O comércio existente neste bairro é o comércio, por nós chamado, de comércio de garagem, isto é, aquele em que a pessoa utiliza a garagem de sua casa ou a própria casa para fazê-lo. Neste sentido, o comércio existente é pequeno, sem relevância havendo um bar, um consultório odontológico, uma loja de instrumentos musicais e aulas, um serviço especializado chamado SOMA: Serviço de Orientação Multidisciplinar e Assessoria - com especialidades como psicopedagogia e fonoaudiologia.

Há no bairro duas igrejas, uma Batista, cujo terreno doado, foi parte da chácara do bairro vizinho, Burato e uma igreja Católica situada ao lado da Escola. O bairro é servido por duas linhas de ônibus, Jardim Independência e Jardim América e é cortado pela linha do bairro Real Parque que é utilizado por parte da comunidade escolar e do bairro.

O processo de urbanização que vinha acontecendo desde o inicio do século XX nesta região contribuiu para as mudanças do meio físico e biológico do bairro, portanto a instalação da Escola, aqui estudada, aconteceu após essas mudanças físicas e biológicas. Essa paisagem existente hoje do entorno da Escola é estritamente urbana, nada restou de sua vegetação natural conforme podemos perceber pela própria história, seu meio físico vem sendo modificado desde que aqui era uma sesmaria, por volta de 1799, e foi se modificando mais desde o início do século XX, conforme já citado, foi com a Fazenda Rio das Pedras se transformando em terras agrícolas e continuou com os Antoniolli.

O Jardim Independência e todos os outros bairros de Barão Geraldo, não possuem postos de saúde ou ambulatórios, a população é atendida por um único posto de saúde localizado no bairro Santa Genebra lI, próximo ao centro de Barão Geraldo. Os casos graves são encaminhados para o Hospital das Clínicas da Unicamp.
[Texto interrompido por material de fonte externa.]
//! Ethernet interface over an RMII PHY.
//!
//! DHCP runs inside the ESP-IDF netif, so lease maintenance only reports
//! address changes observed since the previous call. The link state is only
//! meaningful once `begin` has started the driver.

use crate::describe;
use esp_idf_svc::eth::{EspEth, RmiiEth};
use esp_idf_svc::hal::delay::FreeRtos;
use log::warn;
use sensorcentral_core::DeviceIdentity;
use sensorcentral_node::transport::{EthernetInterface, LeaseEvent, LinkStatus};
use sensorcentral_node::TransportError;
use std::net::Ipv4Addr;
use std::time::{Duration, Instant};

/// How long `begin` waits for the first DHCP lease.
const LEASE_WAIT: Duration = Duration::from_secs(15);

const LEASE_POLL_MS: u32 = 100;

pub struct EthernetPort {
    eth: Option<EspEth<'static, RmiiEth>>,
    identity: DeviceIdentity,
    address: Option<Ipv4Addr>,
}

impl EthernetPort {
    /// `eth` is `None` when the PHY could not be brought up.
    pub fn new(eth: Option<EspEth<'static, RmiiEth>>) -> Self {
        let identity = eth
            .as_ref()
            .and_then(|eth| eth.netif().get_mac().ok())
            .map(DeviceIdentity)
            .unwrap_or_default();
        Self {
            eth,
            identity,
            address: None,
        }
    }

    fn current_address(&self) -> Option<Ipv4Addr> {
        let eth = self.eth.as_ref()?;
        let ip_info = eth.netif().get_ip_info().ok()?;
        Some(ip_info.ip).filter(|ip| !ip.is_unspecified())
    }
}

impl EthernetInterface for EthernetPort {
    fn hardware_identity(&self) -> DeviceIdentity {
        self.identity
    }

    fn link_status(&self) -> LinkStatus {
        let Some(eth) = &self.eth else {
            return LinkStatus::NoHardware;
        };
        match eth.is_connected() {
            Ok(true) => LinkStatus::Up,
            Ok(false) => LinkStatus::Down,
            Err(e) => {
                warn!("Failed to query Ethernet link: {:?}", e);
                LinkStatus::Down
            }
        }
    }

    fn begin(&mut self) -> Result<(), TransportError> {
        let eth = self
            .eth
            .as_mut()
            .ok_or_else(|| TransportError::Driver("Ethernet PHY missing".into()))?;
        eth.start().map_err(|e| TransportError::Driver(describe(e)))?;

        let started = Instant::now();
        while started.elapsed() < LEASE_WAIT {
            if let Some(ip) = self.current_address() {
                self.address = Some(ip);
                return Ok(());
            }
            FreeRtos::delay_ms(LEASE_POLL_MS);
        }
        Err(TransportError::Connect(format!(
            "no DHCP lease within {:?}",
            LEASE_WAIT
        )))
    }

    fn maintain_lease(&mut self) -> LeaseEvent {
        match self.current_address() {
            Some(ip) if Some(ip) != self.address => {
                self.address = Some(ip);
                LeaseEvent::Renewed(ip)
            }
            Some(_) => LeaseEvent::Unchanged,
            None if self.address.is_some() => {
                self.address = None;
                LeaseEvent::Failed
            }
            None => LeaseEvent::Unchanged,
        }
    }

    fn address(&self) -> Option<Ipv4Addr> {
        self.address
    }
}
//! Orchestration for review generation and scheduling.
//!
//! Ties the pure selection/slot-search algorithms from `revgen-core` to the
//! database and the LLM client: picks products, generates pending reviews up
//! to each shop's weekly cadence, and assigns posting slots to approved
//! reviews.

pub mod error;
pub mod generation;
pub mod scheduling;
pub mod selection;

pub use error::EngineError;
pub use generation::{generate_reviews_for_shop, GenerationOutcome, GenerationSettings};
pub use scheduling::{
    generated_count_this_week, schedule_reviews_for_shop, scheduled_count_this_week,
    ScheduleOutcome,
};
pub use selection::select_products;
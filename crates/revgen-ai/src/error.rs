use thiserror::Error;

#[derive(Debug, Error)]
pub enum AiError {
    #[error("HTTP error: {0}")]
    Http(#[from] reqwest::Error),

    #[error("generation API rate limited (HTTP 429)")]
    RateLimited,

    #[error("generation API error (HTTP {status}): {message}")]
    Api { status: u16, message: String },

    #[error("failed to parse {context}: {source}")]
    Deserialize {
        context: String,
        #[source]
        source: serde_json::Error,
    },

    #[error("invalid generated review: {0}")]
    InvalidReview(String),
}
mod api;
mod middleware;
mod scheduler;

use std::sync::Arc;

use tracing_subscriber::EnvFilter;

use crate::api::{build_app, AppState};
use crate::middleware::{ApiAuth, RateLimiter};

#[tokio::main]
async fn main() -> anyhow::Result<()> {
    dotenvy::dotenv().ok();
    let config = Arc::new(revgen_core::load_app_config()?);

    let filter = EnvFilter::try_from_default_env()
        .or_else(|_| EnvFilter::try_new(config.log_level.clone()))?;
    tracing_subscriber::fmt().with_env_filter(filter).init();
    tracing::info!(env = %config.env, addr = %config.bind_addr, "starting review generator server");

    let pool = revgen_db::connect_pool(
        &config.database_url,
        revgen_db::PoolConfig::from_app_config(&config),
    )
    .await?;
    revgen_db::run_migrations(&pool).await?;

    // Keep the handle alive; dropping it stops the cron jobs.
    let _jobs = scheduler::build_scheduler(pool.clone(), Arc::clone(&config)).await?;

    let auth = ApiAuth::from_config(&config)?;
    let limiter = RateLimiter::from_config(&config);
    let app = build_app(AppState::new(pool, Arc::clone(&config))?, auth, limiter);

    let listener = tokio::net::TcpListener::bind(config.bind_addr).await?;
    axum::serve(listener, app)
        .with_graceful_shutdown(wait_for_shutdown())
        .await?;

    tracing::info!("server stopped");
    Ok(())
}

/// Resolves on SIGINT, or on SIGTERM where the platform has one.
async fn wait_for_shutdown() {
    #[cfg(unix)]
    {
        use tokio::signal::unix::{signal, SignalKind};
        let mut term = signal(SignalKind::terminate()).expect("SIGTERM handler");
        tokio::select! {
            _ = tokio::signal::ctrl_c() => {}
            _ = term.recv() => {}
        }
    }

    #[cfg(not(unix))]
    tokio::signal::ctrl_c().await.expect("ctrl-c handler");

    tracing::info!("shutdown signal received");
}
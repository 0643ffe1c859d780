//! Endpoints that trigger selection, generation, and scheduling runs on
//! demand — the same work the background jobs do on their cron cadence.

use axum::{
    extract::{Path, State},
    Extension, Json,
};
use chrono::{DateTime, Utc};
use rand::{rngs::StdRng, SeedableRng};
use serde::{Deserialize, Serialize};

use revgen_core::ProductSelection;
use revgen_engine::GenerationSettings;

use crate::middleware::RequestId;

use super::{map_db_error, map_engine_error, ApiError, ApiResponse, AppState, ResponseMeta};

#[derive(Debug, Deserialize)]
pub(super) struct SelectionBody {
    pub count: Option<usize>,
}

#[derive(Debug, Serialize)]
pub(super) struct GenerationData {
    inserted: Vec<i64>,
    deficit: i64,
    rate_limited: bool,
}

#[derive(Debug, Serialize)]
pub(super) struct ScheduledItem {
    id: i64,
    scheduled_at: DateTime<Utc>,
}

#[derive(Debug, Serialize)]
pub(super) struct ScheduleData {
    auto_approved: Vec<i64>,
    scheduled: Vec<ScheduledItem>,
    unplaced: Vec<i64>,
}

#[derive(Debug, Serialize)]
pub(super) struct WeeklyStatsData {
    generated: i64,
    scheduled: i64,
    cadence: i32,
}

pub(super) async fn run_selection(
    State(state): State<AppState>,
    Extension(req_id): Extension<RequestId>,
    Path(shop_id): Path<i64>,
    body: Option<Json<SelectionBody>>,
) -> Result<Json<ApiResponse<Vec<ProductSelection>>>, ApiError> {
    let count = body
        .and_then(|Json(b)| b.count)
        .unwrap_or(state.config.generation_max_per_run)
        .clamp(1, 20);

    let mut rng = StdRng::from_os_rng();
    let picks = revgen_engine::select_products(
        &state.pool,
        shop_id,
        count,
        state.config.selection_days_back,
        &mut rng,
    )
    .await
    .map_err(|e| map_engine_error(req_id.0.clone(), &e))?;

    Ok(Json(ApiResponse {
        data: picks,
        meta: ResponseMeta::new(req_id.0),
    }))
}

pub(super) async fn run_generation(
    State(state): State<AppState>,
    Extension(req_id): Extension<RequestId>,
    Path(shop_id): Path<i64>,
) -> Result<Json<ApiResponse<GenerationData>>, ApiError> {
    let Some(generator) = state.generator.as_ref() else {
        return Err(ApiError::new(
            req_id.0,
            "unavailable",
            "no generation API key configured",
        ));
    };

    let shop = revgen_db::get_shop(&state.pool, shop_id)
        .await
        .map_err(|e| map_db_error(req_id.0.clone(), &e))?;

    let mut rng = StdRng::from_os_rng();
    let outcome = revgen_engine::generate_reviews_for_shop(
        &state.pool,
        generator,
        &shop,
        GenerationSettings {
            max_per_run: state.config.generation_max_per_run,
            sample_reviews: state.config.generation_sample_reviews,
            recency_days_back: state.config.selection_days_back,
        },
        &mut rng,
    )
    .await
    .map_err(|e| map_engine_error(req_id.0.clone(), &e))?;

    Ok(Json(ApiResponse {
        data: GenerationData {
            inserted: outcome.inserted,
            deficit: outcome.deficit,
            rate_limited: outcome.rate_limited,
        },
        meta: ResponseMeta::new(req_id.0),
    }))
}

pub(super) async fn run_scheduling(
    State(state): State<AppState>,
    Extension(req_id): Extension<RequestId>,
    Path(shop_id): Path<i64>,
) -> Result<Json<ApiResponse<ScheduleData>>, ApiError> {
    let shop = revgen_db::get_shop(&state.pool, shop_id)
        .await
        .map_err(|e| map_db_error(req_id.0.clone(), &e))?;

    let auto_approved = if shop.auto_approve {
        revgen_db::approve_pending_reviews(&state.pool, shop_id)
            .await
            .map_err(|e| map_db_error(req_id.0.clone(), &e))?
    } else {
        Vec::new()
    };

    let review_ids = revgen_db::list_approved_unscheduled_ids(&state.pool, shop_id)
        .await
        .map_err(|e| map_db_error(req_id.0.clone(), &e))?;

    let mut rng = StdRng::from_os_rng();
    let outcome = revgen_engine::schedule_reviews_for_shop(
        &state.pool,
        shop_id,
        &review_ids,
        Utc::now(),
        &mut rng,
    )
    .await
    .map_err(|e| map_engine_error(req_id.0.clone(), &e))?;

    Ok(Json(ApiResponse {
        data: ScheduleData {
            auto_approved,
            scheduled: outcome
                .scheduled
                .into_iter()
                .map(|(id, scheduled_at)| ScheduledItem { id, scheduled_at })
                .collect(),
            unplaced: outcome.unplaced,
        },
        meta: ResponseMeta::new(req_id.0),
    }))
}

pub(super) async fn weekly_stats(
    State(state): State<AppState>,
    Extension(req_id): Extension<RequestId>,
    Path(shop_id): Path<i64>,
) -> Result<Json<ApiResponse<WeeklyStatsData>>, ApiError> {
    let shop = revgen_db::get_shop(&state.pool, shop_id)
        .await
        .map_err(|e| map_db_error(req_id.0.clone(), &e))?;

    let now = Utc::now();
    let generated = revgen_engine::generated_count_this_week(&state.pool, shop_id, now)
        .await
        .map_err(|e| map_engine_error(req_id.0.clone(), &e))?;
    let scheduled = revgen_engine::scheduled_count_this_week(&state.pool, shop_id, now)
        .await
        .map_err(|e| map_engine_error(req_id.0.clone(), &e))?;

    Ok(Json(ApiResponse {
        data: WeeklyStatsData {
            generated,
            scheduled,
            cadence: shop.reviews_per_week,
        },
        meta: ResponseMeta::new(req_id.0),
    }))
}
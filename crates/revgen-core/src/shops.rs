use std::collections::HashSet;
use std::path::Path;

use serde::{Deserialize, Serialize};

use crate::settings::PriorityWeights;
use crate::ConfigError;

#[derive(Debug, Clone, PartialEq, Eq, Serialize, Deserialize)]
#[serde(rename_all = "lowercase")]
pub enum Platform {
    Lightspeed,
    Woocommerce,
}

impl std::fmt::Display for Platform {
    fn fmt(&self, f: &mut std::fmt::Formatter<'_>) -> std::fmt::Result {
        match self {
            Platform::Lightspeed => write!(f, "lightspeed"),
            Platform::Woocommerce => write!(f, "woocommerce"),
        }
    }
}

/// One storefront tenant as declared in `shops.yaml`.
///
/// Cadence and weight fields are optional; absent values fall back to the
/// column defaults when seeded.
#[derive(Debug, Clone, Serialize, Deserialize)]
pub struct ShopConfig {
    pub name: String,
    pub platform: Platform,
    pub shop_url: Option<String>,
    pub language: Option<String>,
    pub reviews_per_week: Option<i32>,
    pub priorities: Option<PriorityWeights>,
    #[serde(default)]
    pub auto_approve: bool,
    pub notes: Option<String>,
}

impl ShopConfig {
    /// Generate a URL-safe slug from the shop name.
    #[must_use]
    pub fn slug(&self) -> String {
        self.name
            .to_lowercase()
            .chars()
            .map(|c| {
                if c.is_ascii_alphanumeric() || c == '-' {
                    c
                } else if c == ' ' {
                    '-'
                } else {
                    '\0'
                }
            })
            .filter(|&c| c != '\0')
            .collect::<String>()
            .split('-')
            .filter(|s| !s.is_empty())
            .collect::<Vec<_>>()
            .join("-")
    }
}

#[derive(Debug, Deserialize)]
pub struct ShopsFile {
    pub shops: Vec<ShopConfig>,
}

/// Load and validate the shops configuration from a YAML file.
///
/// # Errors
///
/// Returns `ConfigError` if the file cannot be read, parsed, or fails validation.
pub fn load_shops(path: &Path) -> Result<ShopsFile, ConfigError> {
    let content = std::fs::read_to_string(path).map_err(|e| ConfigError::ShopsFileIo {
        path: path.display().to_string(),
        source: e,
    })?;

    let shops_file: ShopsFile =
        serde_yaml::from_str(&content).map_err(ConfigError::ShopsFileParse)?;

    validate_shops(&shops_file)?;

    Ok(shops_file)
}

fn validate_shops(shops_file: &ShopsFile) -> Result<(), ConfigError> {
    let mut seen_names = HashSet::new();
    let mut seen_slugs = HashSet::new();

    for shop in &shops_file.shops {
        if shop.name.trim().is_empty() {
            return Err(ConfigError::Validation(
                "shop name must be non-empty".to_string(),
            ));
        }

        if let Some(per_week) = shop.reviews_per_week {
            if per_week < 2 {
                return Err(ConfigError::Validation(format!(
                    "shop '{}' has reviews_per_week {per_week}; must be at least 2",
                    shop.name
                )));
            }
        }

        // Weight-sum invariant: this load is a settings-write boundary.
        if let Some(priorities) = &shop.priorities {
            priorities.validate().map_err(|e| {
                ConfigError::Validation(format!("shop '{}': {e}", shop.name))
            })?;
        }

        let lower_name = shop.name.to_lowercase();
        if !seen_names.insert(lower_name) {
            return Err(ConfigError::Validation(format!(
                "duplicate shop name: '{}'",
                shop.name
            )));
        }

        let slug = shop.slug();
        if !seen_slugs.insert(slug.clone()) {
            return Err(ConfigError::Validation(format!(
                "duplicate shop slug: '{slug}' (from shop '{}')",
                shop.name
            )));
        }
    }

    Ok(())
}
//! The generation pipeline: weekly deficit, product selection, LLM calls,
//! pending-review inserts.
//!
//! One run per shop:
//! 1. Compute the weekly deficit (cadence minus already-generated count).
//! 2. Cap at `max_per_run` so a fresh week fills gradually, not in one burst.
//! 3. Select products, skipping anything reviewed in the recency window.
//! 4. Per product: fetch few-shot samples, call the LLM, insert as `pending`.
//!
//! A rate-limited LLM aborts the rest of the run for this shop; any other
//! per-product failure is logged and skipped so one bad product cannot
//! starve the batch.

use chrono::Utc;
use sqlx::PgPool;

use rand::Rng;
use revgen_ai::{AiError, GeneratorClient, ReviewRequest, ReviewSample};
use revgen_db::{NewReview, ShopRow};

use crate::error::EngineError;
use crate::scheduling::generated_count_this_week;
use crate::selection::select_products;

/// Tunables for one generation run, taken from the app config.
#[derive(Debug, Clone, Copy)]
pub struct GenerationSettings {
    /// Hard cap on reviews generated per shop per run.
    pub max_per_run: usize,
    /// How many few-shot sample reviews to include in the prompt.
    pub sample_reviews: usize,
    /// Products reviewed within this many days are skipped.
    pub recency_days_back: i64,
}

/// Result of one generation run over a shop.
#[derive(Debug, Default)]
pub struct GenerationOutcome {
    /// Ids of the pending reviews inserted this run.
    pub inserted: Vec<i64>,
    /// Weekly deficit observed at the start of the run.
    pub deficit: i64,
    /// True when a 429 cut the run short.
    pub rate_limited: bool,
}

/// Generate pending reviews for one shop, up to its weekly cadence.
///
/// # Errors
///
/// Returns [`EngineError::Db`] on query failures. LLM failures never bubble
/// out of a run: a 429 ends it early (flagged on the outcome), anything
/// else skips the product.
pub async fn generate_reviews_for_shop<R: Rng>(
    pool: &PgPool,
    client: &GeneratorClient,
    shop: &ShopRow,
    settings: GenerationSettings,
    rng: &mut R,
) -> Result<GenerationOutcome, EngineError> {
    let now = Utc::now();
    let generated = generated_count_this_week(pool, shop.id, now).await?;
    let deficit = i64::from(shop.reviews_per_week) - generated;

    let mut outcome = GenerationOutcome {
        deficit,
        ..GenerationOutcome::default()
    };

    if deficit <= 0 {
        tracing::debug!(shop_id = shop.id, generated, "weekly cadence already met");
        return Ok(outcome);
    }

    let to_generate = usize::try_from(deficit)
        .unwrap_or(settings.max_per_run)
        .min(settings.max_per_run);

    let selections = select_products(
        pool,
        shop.id,
        to_generate,
        settings.recency_days_back,
        rng,
    )
    .await?;

    for selection in &selections {
        let sample_rows = revgen_db::list_review_samples(
            pool,
            shop.id,
            Some(selection.product_id),
            i64::try_from(settings.sample_reviews).unwrap_or(3),
        )
        .await?;
        let samples: Vec<ReviewSample> = sample_rows
            .into_iter()
            .map(|row| ReviewSample {
                rating: row.rating,
                title: row.title,
                content: row.content,
            })
            .collect();

        let request = ReviewRequest {
            shop_name: &shop.name,
            product_name: &selection.product_name,
            language: &shop.language,
            samples: &samples,
        };

        match client.generate_review(&request).await {
            Ok(review) => {
                let id = revgen_db::insert_pending_review(
                    pool,
                    &NewReview {
                        shop_id: shop.id,
                        product_id: Some(selection.product_id),
                        reviewer_name: review.reviewer_name,
                        rating: review.rating,
                        title: review.title,
                        content: review.content,
                    },
                )
                .await?;
                outcome.inserted.push(id);
            }
            Err(AiError::RateLimited) => {
                tracing::warn!(shop_id = shop.id, "rate limited; ending generation run");
                outcome.rate_limited = true;
                break;
            }
            Err(e) => {
                tracing::warn!(
                    shop_id = shop.id,
                    product_id = selection.product_id,
                    error = %e,
                    "generation failed for product, skipping"
                );
            }
        }
    }

    tracing::info!(
        shop_id = shop.id,
        deficit,
        inserted = outcome.inserted.len(),
        rate_limited = outcome.rate_limited,
        "generation run complete"
    );

    Ok(outcome)
}
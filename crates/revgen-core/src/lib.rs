use serde::{Deserialize, Serialize};

pub mod app_config;
pub mod config;
pub mod scheduler;
pub mod selector;
pub mod settings;
pub mod shops;

pub use app_config::{AppConfig, Environment};
pub use config::{load_app_config, load_app_config_from_env, ConfigError};
pub use scheduler::{
    collision_window_end, find_slot, is_valid_slot, week_start, COLLISION_WINDOW_DAYS,
    JITTER_MINUTES, SEARCH_HORIZON_DAYS, SLOT_STEP_MINUTES,
};
pub use selector::{sample_weighted, score_products, ProductSelection, ProductStats, SelectionReason};
pub use settings::{
    parse_slot_time, parse_weekday, weekday_code, Cadence, PriorityWeights, SettingsError,
    ShopSettings, DEFAULT_STALE_DAYS_THRESHOLD,
};
pub use shops::{load_shops, Platform, ShopConfig, ShopsFile};

/// Lifecycle state of a review.
///
/// `Imported` marks reviews that pre-existed on the storefront and were
/// pulled in by sync; they are never scheduled or posted by this system.
#[derive(Debug, Clone, Copy, PartialEq, Eq, Serialize, Deserialize)]
#[serde(rename_all = "lowercase")]
pub enum ReviewStatus {
    Pending,
    Approved,
    Rejected,
    Posted,
    Failed,
    Imported,
}

impl ReviewStatus {
    /// Returns `true` for states that can never be (re)scheduled.
    #[must_use]
    pub fn is_terminal(self) -> bool {
        matches!(self, Self::Rejected | Self::Posted | Self::Failed | Self::Imported)
    }

    #[must_use]
    pub fn as_str(self) -> &'static str {
        match self {
            Self::Pending => "pending",
            Self::Approved => "approved",
            Self::Rejected => "rejected",
            Self::Posted => "posted",
            Self::Failed => "failed",
            Self::Imported => "imported",
        }
    }
}

impl std::fmt::Display for ReviewStatus {
    fn fmt(&self, f: &mut std::fmt::Formatter<'_>) -> std::fmt::Result {
        f.write_str(self.as_str())
    }
}

impl std::str::FromStr for ReviewStatus {
    type Err = SettingsError;

    fn from_str(s: &str) -> Result<Self, Self::Err> {
        match s {
            "pending" => Ok(Self::Pending),
            "approved" => Ok(Self::Approved),
            "rejected" => Ok(Self::Rejected),
            "posted" => Ok(Self::Posted),
            "failed" => Ok(Self::Failed),
            "imported" => Ok(Self::Imported),
            other => Err(SettingsError::Validation(format!(
                "unknown review status: '{other}'"
            ))),
        }
    }
}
Há em Barão, os hospitais Centro Médico e o Hospital Boldrini, ambos localizados no bairro Cidade Universitária II, sendo o primeiro com atendimento particular e conveniados, o segundo é público para tratamento de crianças com câncer, o Hospital Centro de Oncologia, localizado no centro de Barão, para tratamento de químio e radioterapia e o Hospital das Clínicas da Unicamp, que é público localizado no campus da Universidade, atende emergências, consultas agendadas às pessoas do distrito, da cidade de Campinas e de todo o Brasil.

Outros serviços públicos como correios, posto policial, agências bancárias, o comércio maior (shopping, galerias de lojas, lojas para acabamento fino de construções, bares, choperias e restaurantes, lojas de eletro-domésticos, rede de fast-food, redes de super-mercados, floriculturas, livrarias, farmácias), as escolas particulares, as escolas de informática, de idiomas e de arte, se localizam na sua maioria no centro de Barão ou nas avenidas principais da Cidade Universitária
Barão Geraldo, conta com uma única casa teatral, por iniciativa da proprietária do Centro de Comunicação e Artes ln Touch, Rita Ribeiro.